One of the strengths of the study is the use of real data obtained from community-based ACF for general people in Cambodia with a high burden of TB. The study subjects were more likely to be asymptomatic or to have milder symptoms and more normal CXRs than those in clinical settings [37]. Most studies conducted on AI–CAD evaluation [17,18,19,20,21] used medical data from hospital patients with severe symptoms and high TB prevalence, and there are only a few studies for general populations in the community [22,23,24]. In addition, the AUROCs of F-CAD with the bacteriological reference were comparable to other CAD algorithms, and therefore, the conclusion from the study on the potentiality of AI–CAD use for community-based ACF is plausible, although further comparative studies are needed.

There are several limitations in the study. First, the quality of CXR images was challenging, because the shooting conditions might not have always been properly set. Some images had artefacts with belt-shaped patterns of stripes with light and shade, which might have affected the TB scores and human readings of the results. Second, because we used data obtained from the actual ACF for TB in the community, their bacteriological examinations were limited to 16% of the participants who had been screened by CXR, and a few persons with positive Xpert might have been missed. However, we believe that the performance of AI–CAD should be evaluated using both radiological and bacteriological references, because CXR diagnosis or screening is to be performed based on the abnormality of CXR images. In fact, two national TB prevalence surveys in Cambodia [7, 38] showed that there were more TB cases with bacteriologically negative, but CXR suggestive of active TB, so called “minimal disease” [12] or “TB pathology” [39] in the community, than those with bacteriologically positive TB. Therefore, if we use a bacteriological reference only, the specificity becomes falsely low, and we cannot properly evaluate the CAD performance. In addition, we should consider the fact that there are falsely positive Xpert results among persons with past TB treatment history as well as falsely negative results below the lowest level of detection by Xpert because of the nature of polymerase chain reaction. Third, we compared F-CAD performance with only one fully experienced human reader in the study. However, the accuracy of the reader in this study was comparable to that of other readers in a study [20] with the bacteriological reference; a sensitivity/specificity with “abnormality suggestive of TB” was 84/78% (95%CI 78–90/75–80%) in this study and 89/63% (95%CI 87–90/62–63%) in that study, and a sensitivity/specificity with “any abnormality in the lung field” was 99/46% (95%CI 97–100/43–48%) and 95/46% (95%CI 94–96/45–46%), respectively.

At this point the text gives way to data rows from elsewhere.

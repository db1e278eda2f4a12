//! Obstacle grid world and passability classification.
//!
//! The grid is the collaborator seeker senses query: given a 2D world
//! position, it answers whether that position is passable. Queries outside
//! the world extent always classify as obstacles.

use std::fmt;

use ndarray::Array1;

/// Passability classification of one world position.
#[derive(Debug, Clone, Copy, PartialEq, Eq)]
pub enum Ground {
    /// Traversable ground.
    Way,
    /// Blocked ground; also the answer for any out-of-bounds query.
    Obstacle,
}

/// Errors from world grid construction.
#[derive(Debug, Clone, PartialEq)]
pub enum WorldError {
    /// The cell buffer length does not equal `width * height`.
    DimensionMismatch {
        /// Cell count the grid dimensions require.
        expected: usize,
        /// Cell count that was supplied.
        actual: usize,
    },
}

impl fmt::Display for WorldError {
    fn fmt(&self, f: &mut fmt::Formatter<'_>) -> fmt::Result {
        match self {
            Self::DimensionMismatch { expected, actual } => {
                write!(f, "cell buffer holds {actual} cells, grid needs {expected}")
            }
        }
    }
}

impl std::error::Error for WorldError {}

/// Owned 2D obstacle grid indexed by cell, with a fixed world-to-grid scale.
///
/// World positions are divided by `scale` to find their cell, so one cell
/// covers a `scale` x `scale` square of world space.
#[derive(Debug, Clone)]
pub struct WorldGrid {
    /// Grid width in cells.
    width: usize,
    /// Grid height in cells.
    height: usize,
    /// World units per cell.
    scale: f32,
    /// Row-major cell storage (`y * width + x`).
    cells: Vec<Ground>,
}

impl WorldGrid {
    /// Builds a grid from pre-classified cells in row-major order.
    pub fn from_cells(
        width: usize,
        height: usize,
        cells: Vec<Ground>,
        scale: f32,
    ) -> Result<Self, WorldError> {
        if cells.len() != width * height {
            return Err(WorldError::DimensionMismatch {
                expected: width * height,
                actual: cells.len(),
            });
        }

        let obstacles = cells.iter().filter(|&&g| g == Ground::Obstacle).count();
        log::debug!(
            "world grid built: {width}x{height} cells, {obstacles} obstacles, scale {scale}"
        );

        Ok(Self {
            width,
            height,
            scale,
            cells,
        })
    }

    /// Builds a grid from a raw row-major pixel buffer.
    ///
    /// The first pixel's value keys the obstacle color: every cell whose
    /// pixel equals it is an [`Ground::Obstacle`], all others are
    /// [`Ground::Way`].
    pub fn from_pixels(
        width: usize,
        height: usize,
        pixels: &[u32],
        scale: f32,
    ) -> Result<Self, WorldError> {
        let key = pixels.first().copied();
        let cells = pixels
            .iter()
            .map(|&pixel| {
                if Some(pixel) == key {
                    Ground::Obstacle
                } else {
                    Ground::Way
                }
            })
            .collect();
        Self::from_cells(width, height, cells, scale)
    }

    /// Classifies a 2D world position.
    ///
    /// The position is scaled down to its cell; anything outside the grid
    /// extent is an obstacle.
    pub fn classify(&self, pos: &Array1<f32>) -> Ground {
        let x = pos[0] / self.scale;
        let y = pos[1] / self.scale;

        if !(0.0..self.width as f32).contains(&x) {
            return Ground::Obstacle;
        }
        if !(0.0..self.height as f32).contains(&y) {
            return Ground::Obstacle;
        }
        self.cells[y as usize * self.width + x as usize]
    }

    /// Whether a world position can be walked on.
    pub fn is_passable(&self, pos: &Array1<f32>) -> bool {
        self.classify(pos) == Ground::Way
    }

    /// Grid width in cells.
    pub fn width(&self) -> usize {
        self.width
    }

    /// Grid height in cells.
    pub fn height(&self) -> usize {
        self.height
    }

    /// World units per cell.
    pub fn scale(&self) -> f32 {
        self.scale
    }

    /// World extent along x, in world units.
    pub fn world_width(&self) -> f32 {
        self.width as f32 * self.scale
    }

    /// World extent along y, in world units.
    pub fn world_height(&self) -> f32 {
        self.height as f32 * self.scale
    }

    /// Center of the world extent, in world units.
    pub fn center(&self) -> Array1<f32> {
        Array1::from_vec(vec![self.world_width() / 2., self.world_height() / 2.])
    }
}
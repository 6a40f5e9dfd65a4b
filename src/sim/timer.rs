//! Round clock
//!
//! The host fires `timer_tick` once per wall-clock second, independent of the
//! frame rate. A session owns at most one `RoundTimer`; the generation it
//! carries lets late ticks from an earlier round be recognised and dropped.

use serde::{Deserialize, Serialize};

use super::state::{GameEvent, GamePhase, GameState, Generation};
use crate::highscores::RoundRecord;

/// Handle for the running round clock
#[derive(Debug, Clone, Copy, PartialEq, Eq, Serialize, Deserialize)]
pub struct RoundTimer {
    pub generation: Generation,
    /// Ticks delivered so far (active or not)
    pub ticks: u32,
}

/// What the host should do after delivering a tick
#[derive(Debug, Clone, Copy, PartialEq, Eq)]
pub enum TimerOutcome {
    /// One second passed; keep the interval
    Ticked { time_left: u32 },
    /// The round just ended; clear the interval
    Expired { score: u32, high_score: u32 },
    /// Not active right now; keep the interval
    Inert,
    /// Tick belongs to a cancelled timer; clear the interval
    Stale,
}

impl TimerOutcome {
    /// Whether the host should stop its interval
    pub fn should_cancel(&self) -> bool {
        matches!(self, TimerOutcome::Expired { .. } | TimerOutcome::Stale)
    }
}

/// Register the round clock for the current generation
pub fn start_timer(state: &mut GameState) -> Generation {
    if let Some(old) = state.timer {
        // Every path into Active clears the old clock first
        log::error!(
            "Round timer started while generation {} is still registered",
            old.generation.0
        );
        debug_assert!(false, "at most one round timer per session");
    }

    state.timer = Some(RoundTimer {
        generation: state.generation,
        ticks: 0,
    });
    state.generation
}

/// Drop the registered clock, if any
pub fn cancel_timer(state: &mut GameState) {
    if let Some(timer) = state.timer.take() {
        log::debug!(
            "Round timer cancelled after {} ticks (generation {})",
            timer.ticks,
            timer.generation.0
        );
    }
}

/// 0 or 1
pub fn active_timer_count(state: &GameState) -> usize {
    usize::from(state.timer.is_some())
}

/// Deliver one wall-clock second.
///
/// Decrements first, then ends the round once `time_left` reaches zero: a
/// 60 second round ends on the 60th tick with the display reading 0.
pub fn timer_tick(state: &mut GameState, generation: Generation) -> TimerOutcome {
    let Some(timer) = state.timer.as_mut() else {
        log::warn!("Timer tick for generation {} with no clock running", generation.0);
        return TimerOutcome::Stale;
    };
    if timer.generation != generation {
        log::warn!(
            "Dropping stale timer tick (generation {}, current {})",
            generation.0,
            timer.generation.0
        );
        return TimerOutcome::Stale;
    }
    timer.ticks += 1;

    if !state.is_active() {
        return TimerOutcome::Inert;
    }

    state.time_left = state.time_left.saturating_sub(1);
    state.push_event(GameEvent::TimerTicked {
        time_left: state.time_left,
    });

    if state.time_left > 0 {
        return TimerOutcome::Ticked {
            time_left: state.time_left,
        };
    }

    end_round(state);
    TimerOutcome::Expired {
        score: state.score,
        high_score: state.high_score,
    }
}

/// Active -> Ended: stop the clock and settle the high score
fn end_round(state: &mut GameState) {
    cancel_timer(state);
    state.phase = GamePhase::Ended;

    let new_high = state.score > state.high_score;
    state.high_score = state.high_score.max(state.score);
    let rank = state.leaderboard.add_score(RoundRecord {
        score: state.score,
        caught: state.stats.caught,
        missed: state.stats.missed,
        deposits: state.stats.deposits,
    });

    log::info!(
        "Time's up! score {} (high {}, rank {:?})",
        state.score,
        state.high_score,
        rank
    );
    state.push_event(GameEvent::RoundEnded {
        score: state.score,
        high_score: state.high_score,
        new_high,
    });
}

#[cfg(test)]
mod tests {
    use super::*;
    use crate::sim::tick::{TickInput, tick};
    use crate::tuning::Tuning;

    fn running_round(seconds: u32) -> (GameState, Generation) {
        let tuning = Tuning {
            round_seconds: seconds,
            ..Tuning::without_spawns()
        };
        let mut state = GameState::new(tuning, 1);
        state.bump_generation();
        state.reset_round();
        state.phase = GamePhase::Active;
        let generation = start_timer(&mut state);
        (state, generation)
    }

    #[test]
    fn test_counts_down_one_per_tick() {
        let (mut state, generation) = running_round(60);
        assert_eq!(
            timer_tick(&mut state, generation),
            TimerOutcome::Ticked { time_left: 59 }
        );
        assert_eq!(state.time_left, 59);
    }

    #[test]
    fn test_full_round_ends_on_last_tick() {
        let (mut state, generation) = running_round(60);
        for expected in (1..60).rev() {
            assert_eq!(
                timer_tick(&mut state, generation),
                TimerOutcome::Ticked { time_left: expected }
            );
        }
        assert!(state.is_active());
        assert_eq!(state.time_left, 1);

        let outcome = timer_tick(&mut state, generation);
        assert_eq!(
            outcome,
            TimerOutcome::Expired {
                score: 0,
                high_score: 0
            }
        );
        assert!(outcome.should_cancel());
        assert_eq!(state.phase, GamePhase::Ended);
        assert_eq!(state.time_left, 0);
        assert_eq!(active_timer_count(&state), 0);
    }

    #[test]
    fn test_exactly_one_end_event() {
        let (mut state, generation) = running_round(2);
        timer_tick(&mut state, generation);
        timer_tick(&mut state, generation);
        // Interval not cleared yet by the host: later ticks are stale
        assert_eq!(timer_tick(&mut state, generation), TimerOutcome::Stale);
        assert_eq!(timer_tick(&mut state, generation), TimerOutcome::Stale);

        let ended = state
            .events()
            .iter()
            .filter(|e| matches!(e, GameEvent::RoundEnded { .. }))
            .count();
        assert_eq!(ended, 1);
        assert_eq!(state.time_left, 0);
    }

    #[test]
    fn test_inert_while_inactive() {
        let (mut state, generation) = running_round(60);
        state.phase = GamePhase::Countdown { step: 0 };
        assert_eq!(timer_tick(&mut state, generation), TimerOutcome::Inert);
        assert_eq!(state.time_left, 60);
        assert_eq!(state.timer.map(|t| t.ticks), Some(1));
    }

    #[test]
    fn test_stale_generation_is_ignored() {
        let (mut state, old) = running_round(60);
        cancel_timer(&mut state);
        state.bump_generation();
        let current = start_timer(&mut state);
        assert_ne!(old, current);

        assert_eq!(timer_tick(&mut state, old), TimerOutcome::Stale);
        assert_eq!(state.time_left, 60);
        assert_eq!(
            timer_tick(&mut state, current),
            TimerOutcome::Ticked { time_left: 59 }
        );
    }

    #[test]
    fn test_high_score_only_rises() {
        let (mut state, generation) = running_round(1);
        state.high_score = 50;
        state.score = 30;
        timer_tick(&mut state, generation);
        assert_eq!(state.high_score, 50);
        assert!(state.events().contains(&GameEvent::RoundEnded {
            score: 30,
            high_score: 50,
            new_high: false
        }));

        let (mut state, generation) = running_round(1);
        state.high_score = 50;
        state.score = 80;
        timer_tick(&mut state, generation);
        assert_eq!(state.high_score, 80);
        assert_eq!(state.leaderboard.best(), 80);
    }

    #[test]
    fn test_updates_stop_after_expiry() {
        let (mut state, generation) = running_round(1);
        timer_tick(&mut state, generation);
        assert_eq!(state.phase, GamePhase::Ended);

        crate::sim::spawner::push_drop(&mut state, glam::Vec2::new(400.0, 510.0), 4.0, 4.0);
        let before = format!("{:?}", state);
        for _ in 0..50 {
            tick(&mut state, &TickInput { left: true, ..Default::default() });
        }
        assert_eq!(format!("{:?}", state), before);
    }

    #[test]
    #[should_panic(expected = "at most one round timer")]
    #[cfg(debug_assertions)]
    fn test_second_timer_is_a_bug() {
        let (mut state, _) = running_round(60);
        start_timer(&mut state);
    }
}
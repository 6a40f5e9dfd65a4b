//! Gameplay numbers as data
//!
//! The shipped game always plays with `Tuning::default()`. Tests build
//! variants (no random spawns, short rounds) to get deterministic scenarios.

use serde::{Deserialize, Serialize};
use thiserror::Error;

use crate::consts::*;

/// Reasons a tuning table is rejected
#[derive(Debug, Error)]
pub enum TuningError {
    #[error("board must have positive size, got {width}x{height}")]
    EmptyBoard { width: f32, height: f32 },

    #[error("player must have positive size and speed")]
    BadPlayer,

    #[error("player ({player}px) does not fit on the board ({board}px)")]
    PlayerTooWide { player: f32, board: f32 },

    #[error("bucket capacity must be at least 1")]
    ZeroBucket,

    #[error("spawn chance {0} is outside [0, 1]")]
    SpawnChance(f32),

    #[error("drop speed band [{min}, {max}) is empty or negative")]
    SpeedBand { min: f32, max: f32 },

    #[error("spawn margin {margin} leaves no room on a {width}px board")]
    SpawnMargin { margin: f32, width: f32 },

    #[error("round length must be at least one second")]
    ZeroRound,

    #[error("countdown needs at least one label")]
    EmptyCountdown,

    #[error("invalid tuning JSON: {0}")]
    Json(#[from] serde_json::Error),
}

/// Gameplay constants for one session
#[derive(Debug, Clone, PartialEq, Serialize, Deserialize)]
#[serde(default)]
pub struct Tuning {
    pub board_width: f32,
    pub board_height: f32,

    pub player_width: f32,
    pub player_height: f32,
    pub player_speed: f32,
    pub player_floor_offset: f32,
    pub bucket_max: u32,

    pub drop_radius: f32,
    pub drop_spawn_y: f32,
    pub drop_spawn_margin: f32,
    pub drop_min_speed: f32,
    pub drop_max_speed: f32,
    pub spawn_chance: f32,
    pub offscreen_tolerance: f32,

    pub points_per_drop: u32,
    pub round_seconds: u32,

    pub tank_width: f32,
    pub tank_height: f32,
    pub tank_inset: f32,
    pub tank_floor_offset: f32,

    pub countdown_labels: Vec<String>,
    pub countdown_step_ms: u32,
}

impl Default for Tuning {
    fn default() -> Self {
        Self {
            board_width: BOARD_WIDTH,
            board_height: BOARD_HEIGHT,

            player_width: PLAYER_WIDTH,
            player_height: PLAYER_HEIGHT,
            player_speed: PLAYER_SPEED,
            player_floor_offset: PLAYER_FLOOR_OFFSET,
            bucket_max: BUCKET_MAX,

            drop_radius: DROP_RADIUS,
            drop_spawn_y: DROP_SPAWN_Y,
            drop_spawn_margin: DROP_SPAWN_MARGIN,
            drop_min_speed: DROP_MIN_SPEED,
            drop_max_speed: DROP_MAX_SPEED,
            spawn_chance: SPAWN_CHANCE,
            offscreen_tolerance: OFFSCREEN_TOLERANCE,

            points_per_drop: POINTS_PER_DROP,
            round_seconds: ROUND_SECONDS,

            tank_width: TANK_WIDTH,
            tank_height: TANK_HEIGHT,
            tank_inset: TANK_INSET,
            tank_floor_offset: TANK_FLOOR_OFFSET,

            countdown_labels: COUNTDOWN_LABELS.iter().map(|s| s.to_string()).collect(),
            countdown_step_ms: COUNTDOWN_STEP_MS,
        }
    }
}

impl Tuning {
    /// Parse a tuning table and validate it
    pub fn from_json(json: &str) -> Result<Self, TuningError> {
        let tuning: Tuning = serde_json::from_str(json)?;
        tuning.validate()?;
        Ok(tuning)
    }

    /// Check the table describes a playable round
    pub fn validate(&self) -> Result<(), TuningError> {
        if self.board_width <= 0.0 || self.board_height <= 0.0 {
            return Err(TuningError::EmptyBoard {
                width: self.board_width,
                height: self.board_height,
            });
        }
        if self.player_width <= 0.0 || self.player_height <= 0.0 || self.player_speed <= 0.0 {
            return Err(TuningError::BadPlayer);
        }
        if self.player_width > self.board_width {
            return Err(TuningError::PlayerTooWide {
                player: self.player_width,
                board: self.board_width,
            });
        }
        if self.bucket_max == 0 {
            return Err(TuningError::ZeroBucket);
        }
        if !(0.0..=1.0).contains(&self.spawn_chance) {
            return Err(TuningError::SpawnChance(self.spawn_chance));
        }
        if self.drop_min_speed < 0.0 || self.drop_max_speed <= self.drop_min_speed {
            return Err(TuningError::SpeedBand {
                min: self.drop_min_speed,
                max: self.drop_max_speed,
            });
        }
        if self.drop_spawn_margin < 0.0 || 2.0 * self.drop_spawn_margin >= self.board_width {
            return Err(TuningError::SpawnMargin {
                margin: self.drop_spawn_margin,
                width: self.board_width,
            });
        }
        if self.round_seconds == 0 {
            return Err(TuningError::ZeroRound);
        }
        if self.countdown_labels.is_empty() {
            return Err(TuningError::EmptyCountdown);
        }
        Ok(())
    }

    /// Leftmost x the player may occupy is 0; this is the rightmost
    pub fn player_max_x(&self) -> f32 {
        self.board_width - self.player_width
    }

    /// Player's starting x (centered)
    pub fn player_start_x(&self) -> f32 {
        self.board_width / 2.0 - self.player_width / 2.0
    }

    /// Player's fixed y (top edge)
    pub fn player_y(&self) -> f32 {
        self.board_height - self.player_floor_offset
    }

    /// Drops below this y are gone
    pub fn miss_line(&self) -> f32 {
        self.board_height + self.offscreen_tolerance
    }

    /// Same as default but without random spawns
    pub fn without_spawns() -> Self {
        Self {
            spawn_chance: 0.0,
            ..Self::default()
        }
    }
}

In conclusion, AI–CAD is applicable to community-based ACF in high TB burden countries, where experienced human readers for CXR images are scarce. The study suggested that the use of AI–CAD in developing countries could expand CXR screening for TB for community-based ACFs with a substantial decrease in the workload on human readers and laboratory labour. Further studies are needed to generalize these results to other countries by increasing the participants being tested for bacteriological examination and comparing AI–CAD performance with that of more human readers.